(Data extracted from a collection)
········
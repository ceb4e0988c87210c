//! Settings inspection commands.

use chrono::NaiveTime;
use clap::{Args, Subcommand};
use serde::Serialize;
use tabled::Tabled;

use crate::output::{self, OutputFormat};
use herdbell_core::error::AppError;
use herdbell_entity::notification::{CategorySetting, QuietHours};
use herdbell_entity::user::UserRole;
use herdbell_service::settings::role_defaults;

/// Arguments for settings commands
#[derive(Debug, Args)]
pub struct SettingsArgs {
    /// Settings subcommand
    #[command(subcommand)]
    pub command: SettingsCommand,
}

/// Settings subcommands
#[derive(Debug, Subcommand)]
pub enum SettingsCommand {
    /// Show the default category settings for a role
    Defaults {
        /// Role name (admin, worker, viewer; anything else maps to viewer)
        #[arg(short, long)]
        role: String,
    },
    /// Check whether a local time falls inside a quiet window
    QuietCheck {
        /// Window start, HH:MM
        #[arg(long)]
        start: String,
        /// Window end, HH:MM (before start means the window wraps midnight)
        #[arg(long)]
        end: String,
        /// Local time to test, HH:MM
        #[arg(long)]
        at: String,
    },
}

/// One category setting as a table row.
#[derive(Debug, Serialize, Tabled)]
pub struct SettingRow {
    /// Category
    #[tabled(rename = "Category")]
    pub category: String,
    /// Enabled flag
    #[tabled(rename = "Enabled")]
    pub enabled: bool,
    /// Comma-separated channels
    #[tabled(rename = "Channels")]
    pub channels: String,
    /// Quiet window or "-"
    #[tabled(rename = "Quiet Hours")]
    pub quiet_hours: String,
}

impl From<&CategorySetting> for SettingRow {
    fn from(setting: &CategorySetting) -> Self {
        Self {
            category: setting.category.to_string(),
            enabled: setting.enabled,
            channels: setting
                .channels
                .iter()
                .map(|c| c.as_str())
                .collect::<Vec<_>>()
                .join(", "),
            quiet_hours: setting
                .quiet_hours
                .map(|w| format!("{}-{}", w.start.format("%H:%M"), w.end.format("%H:%M")))
                .unwrap_or_else(|| "-".to_string()),
        }
    }
}

/// Execute settings commands
pub fn execute(args: &SettingsArgs, format: OutputFormat) -> Result<(), AppError> {
    match &args.command {
        SettingsCommand::Defaults { role } => {
            let role = UserRole::from_name(role);
            let rows: Vec<SettingRow> = role_defaults(role).values().map(SettingRow::from).collect();
            output::print_list(&rows, format);
        }
        SettingsCommand::QuietCheck { start, end, at } => {
            let window = QuietHours::parse(start, end)?;
            let at = NaiveTime::parse_from_str(at, "%H:%M")
                .map_err(|e| AppError::validation(format!("Invalid time '{at}': {e}")))?;
            if window.contains(at) {
                output::print_success(&format!("{} is inside quiet hours {}-{}", at.format("%H:%M"), start, end));
            } else {
                output::print_success(&format!("{} is outside quiet hours {}-{}", at.format("%H:%M"), start, end));
            }
        }
    }

    Ok(())
}
//! Feature gate: remotely toggled booleans with caller-supplied defaults.
//!
//! Flag lookups are typed through [`FeatureName`] instead of loose strings,
//! and the flag map is swapped atomically on refresh so remote toggling takes
//! effect without restart and without locking readers.

use std::collections::HashMap;
use std::sync::Arc;

use arc_swap::ArcSwap;

/// Known feature identifiers.
#[derive(Debug, Clone, Copy, PartialEq, Eq, Hash)]
pub enum FeatureName {
    /// The ad-click attribution feature as a whole.
    AdClickAttribution,
}

impl FeatureName {
    /// Wire name used in remote configuration documents.
    pub fn as_str(self) -> &'static str {
        match self {
            FeatureName::AdClickAttribution => "adClickAttribution",
        }
    }

    /// Default value when remote configuration carries no entry.
    pub fn default_state(self) -> bool {
        match self {
            FeatureName::AdClickAttribution => true,
        }
    }
}

/// Live feature-flag state. Reads are lock-free snapshot loads; refresh
/// replaces the whole map at once.
#[derive(Debug, Default)]
pub struct FeatureFlags {
    flags: ArcSwap<HashMap<String, bool>>,
}

impl FeatureFlags {
    pub fn new() -> Self {
        Self::default()
    }

    /// Configured value for `name`, or `default` when absent. Consulted
    /// fresh on every evaluation; absence of configuration is not an error.
    pub fn is_enabled(&self, name: FeatureName, default: bool) -> bool {
        self.flags
            .load()
            .get(name.as_str())
            .copied()
            .unwrap_or(default)
    }

    /// Install a new flag map from refreshed remote configuration.
    pub fn replace(&self, flags: HashMap<String, bool>) {
        self.flags.store(Arc::new(flags));
    }

    /// Set a single flag, keeping the rest. Refresh paths that deliver one
    /// feature block at a time use this.
    pub fn set(&self, name: FeatureName, enabled: bool) {
        let mut flags: HashMap<String, bool> = self.flags.load().as_ref().clone();
        flags.insert(name.as_str().to_string(), enabled);
        self.flags.store(Arc::new(flags));
    }
}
········
### TASK TO CARRY OUT
Exactly as written above, reproduce all of the entries.

### TASK SOLUTION
repository ceb4e0988c87210c
//! Settings inspection commands.

use chrono::NaiveTime;
use clap::{Args, Subcommand};
use serde::Serialize;
use tabled::Tabled;

use crate::output::{self, OutputFormat};
use herdbell_core::error::AppError;
use herdbell_entity::notification::{CategorySetting, QuietHours};
use herdbell_entity::user::UserRole;
use herdbell_service::settings::role_defaults;

/// Arguments for settings commands
#[derive(Debug, Args)]
pub struct SettingsArgs {
    /// Settings subcommand
    #[command(subcommand)]
    pub command: SettingsCommand,
}

/// Settings subcommands
#[derive(Debug, Subcommand)]
pub enum SettingsCommand {
    /// Show the default category settings for a role
    Defaults {
        /// Role name (admin, worker, viewer; anything else maps to viewer)
        #[arg(short, long)]
        role: String,
    },
    /// Check whether a local time falls inside a quiet window
    QuietCheck {
        /// Window start, HH:MM
        #[arg(long)]
        start: String,
        /// Window end, HH:MM (before start means the window wraps midnight)
        #[arg(long)]
        end: String,
        /// Local time to test, HH:MM
        #[arg(long)]
        at: String,
    },
}

/// One category setting as a table row.
#[derive(Debug, Serialize, Tabled)]
pub struct SettingRow {
    /// Category
    #[tabled(rename = "Category")]
    pub category: String,
    /// Enabled flag
    #[tabled(rename = "Enabled")]
    pub enabled: bool,
    /// Comma-separated channels
    #[tabled(rename = "Channels")]
    pub channels: String,
    /// Quiet window or "-"
    #[tabled(rename = "Quiet Hours")]
    pub quiet_hours: String,
}

impl From<&CategorySetting> for SettingRow {
    fn from(setting: &CategorySetting) -> Self {
        Self {
            category: setting.category.to_string(),
            enabled: setting.enabled,
            channels: setting
                .channels
                .iter()
                .map(|c| c.as_str())
                .collect::<Vec<_>>()
                .join(", "),
            quiet_hours: setting
                .quiet_hours
                .map(|w| format!("{}-{}", w.start.format("%H:%M"), w.end.format("%H:%M")))
                .unwrap_or_else(|| "-".to_string()),
        }
    }
}

/// Execute settings commands
pub fn execute(args: &SettingsArgs, format: OutputFormat) -> Result<(), AppError> {
    match &args.command {
        SettingsCommand::Defaults { role } => {
            let role = UserRole::from_name(role);
            let rows: Vec<SettingRow> = role_defaults(role).values().map(SettingRow::from).collect();
            output::print_list(&rows, format);
        }
        SettingsCommand::QuietCheck { start, end, at } => {
            let window = QuietHours::parse(start, end)?;
            let at = NaiveTime::parse_from_str(at, "%H:%M")
                .map_err(|e| AppError::validation(format!("Invalid time '{at}': {e}")))?;
            if window.contains(at) {
                output::print_success(&format!("{} is inside quiet hours {}-{}", at.format("%H:%M"), start, end));
            } else {
                output::print_success(&format!("{} is outside quiet hours {}-{}", at.format("%H:%M"), start, end));
            }
        }
    }

    Ok(())
}
//! Feature gate: remotely toggled booleans with caller-supplied defaults.
//!
//! Flag lookups are typed through [`FeatureName`] instead of loose strings,
//! and the flag map is swapped atomically on refresh so remote toggling takes
//! effect without restart and without locking readers.

use std::collections::HashMap;
use std::sync::Arc;

use arc_swap::ArcSwap;

/// Known feature identifiers.
#[derive(Debug, Clone, Copy, PartialEq, Eq, Hash)]
pub enum FeatureName {
    /// The ad-click attribution feature as a whole.
    AdClickAttribution,
}

impl FeatureName {
    /// Wire name used in remote configuration documents.
    pub fn as_str(self) -> &'static str {
        match self {
            FeatureName::AdClickAttribution => "adClickAttribution",
        }
    }

    /// Default value when remote configuration carries no entry.
    pub fn default_state(self) -> bool {
        match self {
            FeatureName::AdClickAttribution => true,
        }
    }
}

/// Live feature-flag state. Reads are lock-free snapshot loads; refresh
/// replaces the whole map at once.
#[derive(Debug, Default)]
pub struct FeatureFlags {
    flags: ArcSwap<HashMap<String, bool>>,
}

impl FeatureFlags {
    pub fn new() -> Self {
        Self::default()
    }

    /// Configured value for `name`, or `default` when absent. Consulted
    /// fresh on every evaluation; absence of configuration is not an error.
    pub fn is_enabled(&self, name: FeatureName, default: bool) -> bool {
        self.flags
            .load()
            .get(name.as_str())
            .copied()
            .unwrap_or(default)
    }

    /// Install a new flag map from refreshed remote configuration.
    pub fn replace(&self, flags: HashMap<String, bool>) {
        self.flags.store(Arc::new(flags));
    }

    /// Set a single flag, keeping the rest. Refresh paths that deliver one
    /// feature block at a time use this.
    pub fn set(&self, name: FeatureName, enabled: bool) {
        let mut flags: HashMap<String, bool> = self.flags.load().as_ref().clone();
        flags.insert(name.as_str().to_string(), enabled);
        self.flags.store(Arc::new(flags));
    }
}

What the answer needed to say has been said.